Making Sense Of Car Insurance

When it comes time to get auto insurance for your car, you will be faced with decisions about various types of available insurance. Basically, there are six different parts of an insurance policy. Some of them are mandatory when you purchase car insurance, and some may be optional. Here is a brief explanation of the different types.

Collision Insurance:

This part allows your car to be paid for when you get into an accident. If you were to hit another vehicle, another vehicle hits your car, or you hit another object (such as a tree), then the damage to your vehicle is covered. It also will cover your vehicle if your car rolls over, too. There are some limitations to coverage, such as driving stunts and racing your car, which could void your coverage for one of those scenarios. This coverage is for when you are driving your car.

Comprehensive Insurance:

This coverage will protect your car when you are not driving it or when it is parked. These situations are not listed under Collision Insurance. This means that if your car were caught in a fire, flood, or is vandalized, stolen, or damaged by a falling object, it would be covered. For older cars that are not worth much, you probably should drop the Comprehensive part of your policy.

Medical Payments:

This part of your policy provides medical coverage for any bodily injuries to you or your passengers while you are driving. It also covers people who drive your car with your permission, or you and your passengers when you are driving someone else's car. Funerals are covered in the event that any deaths may occur. This component of your policy may be called Personal Injury Protection in some states.

Bodily Injury Liability:

Whenever someone else sues you due to bodily injury or death, this part of the policy covers you. There are a number of exceptions under this portion of the policy which determine who may not be covered and under what circumstances they are not covered. It would be a good idea to familiarize yourself with them, or the liability of the lawsuit may be your responsibility. That could bankrupt you so make sure this portion is included in the policy.

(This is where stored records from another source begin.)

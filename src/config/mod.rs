//! Configuration management subsystem.
//!
//! # Data Flow
//! ```text
//! config file (TOML, optional)
//!     → loader.rs (parse & deserialize)
//!     → ConfigOverrides (CLI flags / environment)
//!     → validation.rs (semantic checks)
//!     → ProbeConfig (validated, immutable)
//!     → passed by reference to the runner
//! ```
//!
//! # Design Decisions
//! - Config is immutable once resolved
//! - All fields have defaults to allow minimal configs
//! - No credentials or endpoints are compiled in
//! - Validation separates syntactic (serde) from semantic checks

pub mod loader;
pub mod schema;
pub mod validation;

pub use loader::{resolve_config, ConfigError, ConfigOverrides};
pub use schema::AuthConfig;
pub use schema::AuthScope;
pub use schema::ProbeConfig;
pub use schema::ProxyConfig;
pub use schema::RetryConfig;
pub use schema::TimeoutConfig;
pub use schema::ObservabilityConfig;
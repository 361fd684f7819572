//! Proxy routing and credential placement.
//!
//! The stub backend plays a forward proxy: for plain HTTP targets the client
//! sends the absolute-form request line to it.

use proxy_probe::config::{AuthConfig, AuthScope};
use proxy_probe::http::{Operation, Runner};

mod common;

// "probe:hunter2"
const BASIC_CREDENTIALS: &str = "Basic cHJvYmU6aHVudGVyMg==";

fn target() -> url::Url {
    url::Url::parse("http://egress.example.invalid/ip").unwrap()
}

fn credentials(scope: AuthScope) -> Option<AuthConfig> {
    Some(AuthConfig {
        username: "probe".into(),
        password: "hunter2".into(),
        scope,
    })
}

#[tokio::test]
async fn test_http_proxy_receives_absolute_request() {
    let (proxy_addr, seen) = common::start_fixed_backend(200, "192.0.2.10").await;

    let mut config = common::test_config();
    config.proxy.http = Some(format!("http://{}", proxy_addr));

    let outcome = Runner::new(&config).unwrap().execute(&Operation::get(target())).await;

    assert!(outcome.success, "{:?}", outcome);
    assert_eq!(outcome.body.as_deref(), Some("192.0.2.10"));

    let seen = seen.lock().unwrap().clone();
    assert_eq!(seen.len(), 1);
    assert_eq!(seen[0].request_line(), "GET http://egress.example.invalid/ip HTTP/1.1");
    assert!(seen[0].header("user-agent").unwrap().starts_with("Mozilla/5.0"));
    assert_eq!(seen[0].header("accept-language").as_deref(), Some("en-US,en;q=0.8"));
}

#[tokio::test]
async fn test_http_override_replaces_relay() {
    let (proxy_addr, seen) = common::start_fixed_backend(200, "ok").await;

    let mut config = common::test_config();
    // Nothing listens here; the override must win for http:// targets.
    config.proxy.relay = Some("socks5h://127.0.0.1:1".into());
    config.proxy.http = Some(format!("http://{}", proxy_addr));

    let outcome = Runner::new(&config).unwrap().execute(&Operation::get(target())).await;

    assert!(outcome.success, "{:?}", outcome);
    assert_eq!(seen.lock().unwrap().len(), 1);
}

#[tokio::test]
async fn test_proxy_scoped_credentials() {
    let (proxy_addr, seen) = common::start_fixed_backend(200, "ok").await;

    let mut config = common::test_config();
    config.proxy.http = Some(format!("http://{}", proxy_addr));
    config.proxy.auth = credentials(AuthScope::Proxy);

    let outcome = Runner::new(&config).unwrap().execute(&Operation::get(target())).await;
    assert!(outcome.success);

    let seen = seen.lock().unwrap().clone();
    assert_eq!(seen[0].header("proxy-authorization").as_deref(), Some(BASIC_CREDENTIALS));
    assert_eq!(seen[0].header("authorization"), None);
}

#[tokio::test]
async fn test_origin_scoped_credentials() {
    let (addr, seen) = common::start_fixed_backend(200, "ok").await;

    let mut config = common::test_config();
    config.proxy.auth = credentials(AuthScope::Origin);

    let url = url::Url::parse(&format!("http://{}/ip", addr)).unwrap();
    let outcome = Runner::new(&config).unwrap().execute(&Operation::get(url)).await;
    assert!(outcome.success);

    let seen = seen.lock().unwrap().clone();
    assert_eq!(seen[0].header("authorization").as_deref(), Some(BASIC_CREDENTIALS));
    assert_eq!(seen[0].header("proxy-authorization"), None);
}

#[tokio::test]
async fn test_proxy_auth_rejection_is_reported() {
    let (proxy_addr, _) = common::start_fixed_backend(407, "Proxy Authentication Required").await;

    let mut config = common::test_config();
    config.proxy.http = Some(format!("http://{}", proxy_addr));

    let outcome = Runner::new(&config).unwrap().execute(&Operation::get(target())).await;

    assert!(!outcome.success);
    assert_eq!(outcome.status, Some(407));
    assert_eq!(outcome.attempts, 1);
    assert_eq!(outcome.exit_status(), 1);
}

#[tokio::test]
async fn test_tunnel_auth_rejection_is_transport_failure() {
    let (proxy_addr, seen) = common::start_fixed_backend(407, "Proxy Authentication Required").await;

    let mut config = common::test_config();
    config.proxy.https = Some(format!("http://{}", proxy_addr));

    let url = url::Url::parse("https://egress.example.invalid/ip").unwrap();
    let outcome = Runner::new(&config).unwrap().execute(&Operation::get(url)).await;

    assert!(!outcome.success);
    assert_eq!(outcome.status, None);
    assert_eq!(outcome.attempts, 1);
    assert!(outcome.error.is_some());
    assert_eq!(outcome.exit_status(), 1);

    let seen = seen.lock().unwrap().clone();
    assert_eq!(seen.len(), 1, "407 on CONNECT must not be retried");
    assert!(
        seen[0].request_line().starts_with("CONNECT egress.example.invalid:443"),
        "{}",
        seen[0].request_line()
    );
}

#[tokio::test]
async fn test_unreachable_relay_is_transport_failure() {
    let listener = tokio::net::TcpListener::bind("127.0.0.1:0").await.unwrap();
    let addr = listener.local_addr().unwrap();
    drop(listener);

    let mut config = common::test_config();
    config.proxy.relay = Some(format!("socks5h://{}", addr));

    let outcome = Runner::new(&config).unwrap().execute(&Operation::get(target())).await;

    assert!(!outcome.success);
    assert_eq!(outcome.status, None);
    assert_eq!(outcome.attempts, 1);
    assert!(outcome.error.is_some());
}
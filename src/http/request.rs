//! Operations a probe can perform and their request bodies.

use std::fmt;
use std::path::{Path, PathBuf};

use reqwest::multipart::{Form, Part};
use reqwest::{Method, RequestBuilder};
use url::Url;

use crate::http::error::ProbeError;

/// Multipart field carrying the uploaded file.
pub const UPLOAD_FIELD: &str = "file";

/// How a successful response body is interpreted.
#[derive(Debug, Clone, Copy, PartialEq, Eq)]
pub enum ResponseFormat {
    Text,
    Json,
}

/// The single logical request of a run.
#[derive(Debug, Clone)]
pub enum Operation {
    /// Plain GET.
    Get { url: Url, format: ResponseFormat },
    /// Multipart POST of one file under [`UPLOAD_FIELD`].
    Upload { url: Url, path: PathBuf },
}

impl Operation {
    pub fn get(url: Url) -> Self {
        Operation::Get {
            url,
            format: ResponseFormat::Text,
        }
    }

    pub fn get_json(url: Url) -> Self {
        Operation::Get {
            url,
            format: ResponseFormat::Json,
        }
    }

    pub fn upload(url: Url, path: impl Into<PathBuf>) -> Self {
        Operation::Upload {
            url,
            path: path.into(),
        }
    }

    pub fn method(&self) -> Method {
        match self {
            Operation::Get { .. } => Method::GET,
            Operation::Upload { .. } => Method::POST,
        }
    }

    pub fn url(&self) -> &Url {
        match self {
            Operation::Get { url, .. } | Operation::Upload { url, .. } => url,
        }
    }

    pub fn format(&self) -> ResponseFormat {
        match self {
            Operation::Get { format, .. } => *format,
            Operation::Upload { .. } => ResponseFormat::Text,
        }
    }

    pub fn is_upload(&self) -> bool {
        matches!(self, Operation::Upload { .. })
    }

    /// Read whatever the request needs from disk.
    ///
    /// The file is opened, read, and closed before this returns, so no
    /// handle outlives the call on any path.
    pub(crate) async fn load_payload(&self) -> Result<Payload, ProbeError> {
        match self {
            Operation::Get { .. } => Ok(Payload::Empty),
            Operation::Upload { path, .. } => {
                let contents = tokio::fs::read(path).await.map_err(|source| ProbeError::File {
                    path: path.clone(),
                    source,
                })?;
                tracing::debug!(path = %path.display(), bytes = contents.len(), "Upload file loaded");
                Ok(Payload::File {
                    file_name: upload_file_name(path),
                    contents,
                })
            }
        }
    }
}

impl fmt::Display for Operation {
    fn fmt(&self, f: &mut fmt::Formatter<'_>) -> fmt::Result {
        match self {
            Operation::Get { url, .. } => write!(f, "GET {}", url),
            Operation::Upload { url, path } => write!(f, "upload of {} to {}", path.display(), url),
        }
    }
}

/// Request body, kept in memory so every attempt sends identical bytes.
#[derive(Debug, Clone)]
pub(crate) enum Payload {
    Empty,
    File { file_name: String, contents: Vec<u8> },
}

impl Payload {
    pub(crate) fn len(&self) -> usize {
        match self {
            Payload::Empty => 0,
            Payload::File { contents, .. } => contents.len(),
        }
    }

    /// Attach this payload to a request for one attempt.
    pub(crate) fn apply(&self, builder: RequestBuilder) -> RequestBuilder {
        match self {
            Payload::Empty => builder,
            Payload::File { file_name, contents } => {
                let part = Part::bytes(contents.clone()).file_name(file_name.clone());
                builder.multipart(Form::new().part(UPLOAD_FIELD, part))
            }
        }
    }
}

fn upload_file_name(path: &Path) -> String {
    path.file_name()
        .map(|name| name.to_string_lossy().into_owned())
        .unwrap_or_else(|| UPLOAD_FIELD.to_string())
}
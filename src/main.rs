use std::path::{Path, PathBuf};
use std::process::ExitCode;
use std::time::{Instant, SystemTime, UNIX_EPOCH};

use anyhow::{Context, Result};
use clap::Parser;
use rayon::prelude::*;

use pixellab::config::AppConfig;
use pixellab::{Catalog, Pipeline, PipelineRecord, io, preset};

#[derive(Debug, Clone, PartialEq)]
enum PresetSource {
    File(PathBuf),
    /// `None` picks between one and three effects.
    Random(Option<usize>),
}

/// Headless PixelLab: run an effect preset over a batch of images.
///
/// Without `--preset` or `--random`, a random preset of one to three effects
/// is generated.
#[derive(Parser, Debug, Clone, PartialEq)]
#[command(name = "pixellab", about = "Apply PixelLab effect presets to images")]
struct CliArgs {
    /// Preset JSON file to apply.
    #[arg(long, value_name = "FILE", conflicts_with = "random")]
    preset: Option<PathBuf>,

    /// Generate a random preset with N effects (0 picks one to three).
    #[arg(long, value_name = "N")]
    random: Option<usize>,

    /// Seed for the random preset; the clock is used when omitted.
    #[arg(long, value_name = "S")]
    seed: Option<u64>,

    /// Write the effective preset to this file.
    #[arg(long, value_name = "FILE")]
    save_preset: Option<PathBuf>,

    /// Downscale inputs to the configured preview size first.
    #[arg(long)]
    preview: bool,

    /// Output directory (defaults to the configured one, else ./out).
    #[arg(long = "out", value_name = "DIR")]
    out_dir: Option<PathBuf>,

    /// Input images.
    #[arg(value_name = "INPUT", num_args = 1.., required_unless_present = "save_preset")]
    inputs: Vec<PathBuf>,
}

impl CliArgs {
    fn preset_source(&self) -> PresetSource {
        match (&self.preset, self.random) {
            (Some(path), _) => PresetSource::File(path.clone()),
            (None, Some(n)) if n > 0 => PresetSource::Random(Some(n)),
            (None, _) => PresetSource::Random(None),
        }
    }
}

fn clock_seed() -> u64 {
    SystemTime::now()
        .duration_since(UNIX_EPOCH)
        .map(|d| d.as_nanos() as u64)
        .unwrap_or_default()
}

fn resolve_preset(args: &CliArgs, catalog: &Catalog) -> Result<PipelineRecord> {
    match args.preset_source() {
        PresetSource::File(path) => preset::load(&path)
            .with_context(|| format!("could not load preset {}", path.display())),
        PresetSource::Random(count) => {
            let seed = args.seed.unwrap_or_else(clock_seed);
            tracing::info!(seed, "generating random preset");
            Ok(preset::random_preset_seeded(catalog, count, seed))
        }
    }
}

fn process_one(
    pipeline: &Pipeline,
    input: &Path,
    out_dir: &Path,
    preview_max: Option<u32>,
    jpeg_quality: u8,
) -> Result<PathBuf> {
    let started = Instant::now();
    let mut img = io::open_image(input)?;
    if let Some(max) = preview_max {
        img = io::ensure_preview_size(img, max);
    }
    let processed = pipeline.apply(&img);
    let output = io::output_path(input, out_dir);
    io::save_image(&processed, &output, jpeg_quality)?;
    tracing::debug!(
        input = %input.display(),
        elapsed_ms = started.elapsed().as_secs_f64() * 1000.0,
        "processed"
    );
    Ok(output)
}

fn run(args: CliArgs, config: &AppConfig) -> Result<usize> {
    let catalog = Catalog::builtin();
    let record = resolve_preset(&args, &catalog)?;

    if let Some(path) = &args.save_preset {
        preset::save(&record, path)?;
        eprintln!("pixellab: preset written to {}", path.display());
    }

    let mut pipeline = Pipeline::with_max_history(config.max_history());
    preset::decode_into(&mut pipeline, &record, &catalog);
    let names: Vec<&str> = pipeline.effects().iter().map(|e| e.kind.name()).collect();
    tracing::info!(effects = ?names, "pipeline ready");

    let out_dir = args.out_dir.clone().unwrap_or_else(|| config.output_dir());
    let preview_max = args.preview.then(|| config.preview_max());
    let jpeg_quality = config.jpeg_quality();

    let failures = args
        .inputs
        .par_iter()
        .filter(|input| {
            match process_one(&pipeline, input, &out_dir, preview_max, jpeg_quality) {
                Ok(output) => {
                    println!("{} -> {}", input.display(), output.display());
                    false
                }
                Err(err) => {
                    tracing::error!(input = %input.display(), "failed: {err:#}");
                    true
                }
            }
        })
        .count();
    Ok(failures)
}

fn main() -> ExitCode {
    tracing_subscriber::fmt()
        .with_env_filter(tracing_subscriber::EnvFilter::from_default_env())
        .init();

    let args = CliArgs::parse();
    let config = AppConfig::load();
    let total = args.inputs.len();
    match run(args, &config) {
        Ok(0) => ExitCode::SUCCESS,
        Ok(failed) => {
            eprintln!("pixellab: {failed} of {total} images failed");
            ExitCode::FAILURE
        }
        Err(err) => {
            eprintln!("pixellab: {err:#}");
            ExitCode::FAILURE
        }
    }
}

#[cfg(test)]
mod tests {
    use std::path::PathBuf;

    use image::{DynamicImage, ImageBuffer, Rgb};

    use clap::Parser;
    use clap::error::ErrorKind;

    use super::{CliArgs, PresetSource, run};
    use pixellab::config::AppConfig;

    fn parse(args: &[&str]) -> Result<CliArgs, clap::Error> {
        CliArgs::try_parse_from(std::iter::once("pixellab").chain(args.iter().copied()))
    }

    #[test]
    fn defaults_to_a_random_preset() {
        let args = parse(&["a.png", "b.jpg"]).unwrap();
        assert_eq!(args.preset_source(), PresetSource::Random(None));
        assert_eq!(args.inputs, vec![PathBuf::from("a.png"), PathBuf::from("b.jpg")]);
        assert!(!args.preview);
    }

    #[test]
    fn parses_every_option() {
        let args = parse(&[
            "--random", "2", "--seed", "7", "--preview", "--out", "renders", "--save-preset",
            "p.json", "in.png",
        ])
        .unwrap();
        assert_eq!(args.preset_source(), PresetSource::Random(Some(2)));
        assert_eq!(args.seed, Some(7));
        assert!(args.preview);
        assert_eq!(args.out_dir, Some(PathBuf::from("renders")));
        assert_eq!(args.save_preset, Some(PathBuf::from("p.json")));

        let file = parse(&["--preset", "look.json", "x.png"]).unwrap();
        assert_eq!(file.preset_source(), PresetSource::File(PathBuf::from("look.json")));
    }

    #[test]
    fn random_zero_means_one_to_three() {
        let args = parse(&["--random", "0", "x.png"]).unwrap();
        assert_eq!(args.preset_source(), PresetSource::Random(None));
    }

    #[test]
    fn saving_a_preset_needs_no_inputs() {
        let args = parse(&["--random", "1", "--save-preset", "p.json"]).unwrap();
        assert!(args.inputs.is_empty());
    }

    #[test]
    fn rejects_bad_input() {
        assert_eq!(parse(&[]).unwrap_err().kind(), ErrorKind::MissingRequiredArgument);
        assert_eq!(
            parse(&["--preset", "a.json", "--random", "1", "x.png"]).unwrap_err().kind(),
            ErrorKind::ArgumentConflict
        );
        assert!(parse(&["--seed"]).is_err());
        assert_eq!(
            parse(&["--seed", "abc", "x.png"]).unwrap_err().kind(),
            ErrorKind::ValueValidation
        );
        assert_eq!(
            parse(&["--bogus", "x.png"]).unwrap_err().kind(),
            ErrorKind::UnknownArgument
        );
        assert_eq!(parse(&["--help"]).unwrap_err().kind(), ErrorKind::DisplayHelp);
    }

    #[test]
    fn batch_run_writes_outputs_and_counts_failures() {
        let dir = tempfile::tempdir().unwrap();
        let input = dir.path().join("pic.png");
        DynamicImage::ImageRgb8(ImageBuffer::from_fn(20, 10, |x, y| {
            Rgb([(x * 10) as u8, (y * 20) as u8, 90])
        }))
        .save(&input)
        .unwrap();
        let out = dir.path().join("out");
        let preset = dir.path().join("preset.json");

        let args = parse(&[
            "--random",
            "2",
            "--seed",
            "3",
            "--save-preset",
            preset.to_str().unwrap(),
            "--out",
            out.to_str().unwrap(),
            input.to_str().unwrap(),
            dir.path().join("missing.png").to_str().unwrap(),
        ])
        .unwrap();
        let failed = run(args, &AppConfig::default()).unwrap();
        assert_eq!(failed, 1);
        assert!(out.join("pic.png").exists());
        assert!(pixellab::preset::load(&preset).is_some());
    }
}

Property Damage Liability:

Any property that becomes damaged as a result of your driving, or if your vehicle is driven by someone that you gave the authorization to drive is covered under this part of the car insurance policy. This portion is usually written together with the Bodily Injury Liability.

Uninsured and Underinsured Motorist Coverage:

This is coverage for you when the other driver did not purchase car insurance or did not have enough car insurance to cover the accident. With more than 25% of motorists being uninsured in some states, you definitely need this. It will also cover you in the event of a hit-and-run driver. It is available in my state of Pennsylvania but not available in all states.

Each of these sections of your policy can be adjusted in order to lower your car insurance rates if necessary. Ask your insurance agent what the required minimum legal amounts are and go upwards from there. You should seek to have these minimums and more, if possible. You can also reduce your insurance costs by raising your collision and comprehensive deductible amounts to a higher amount. If you do so you may be responsible for a higher amount of damage to your car. Usually, the deductibles can be raised to $500, $1000, or even more, which could be your responsibility to pay the repair shop that fixes your car.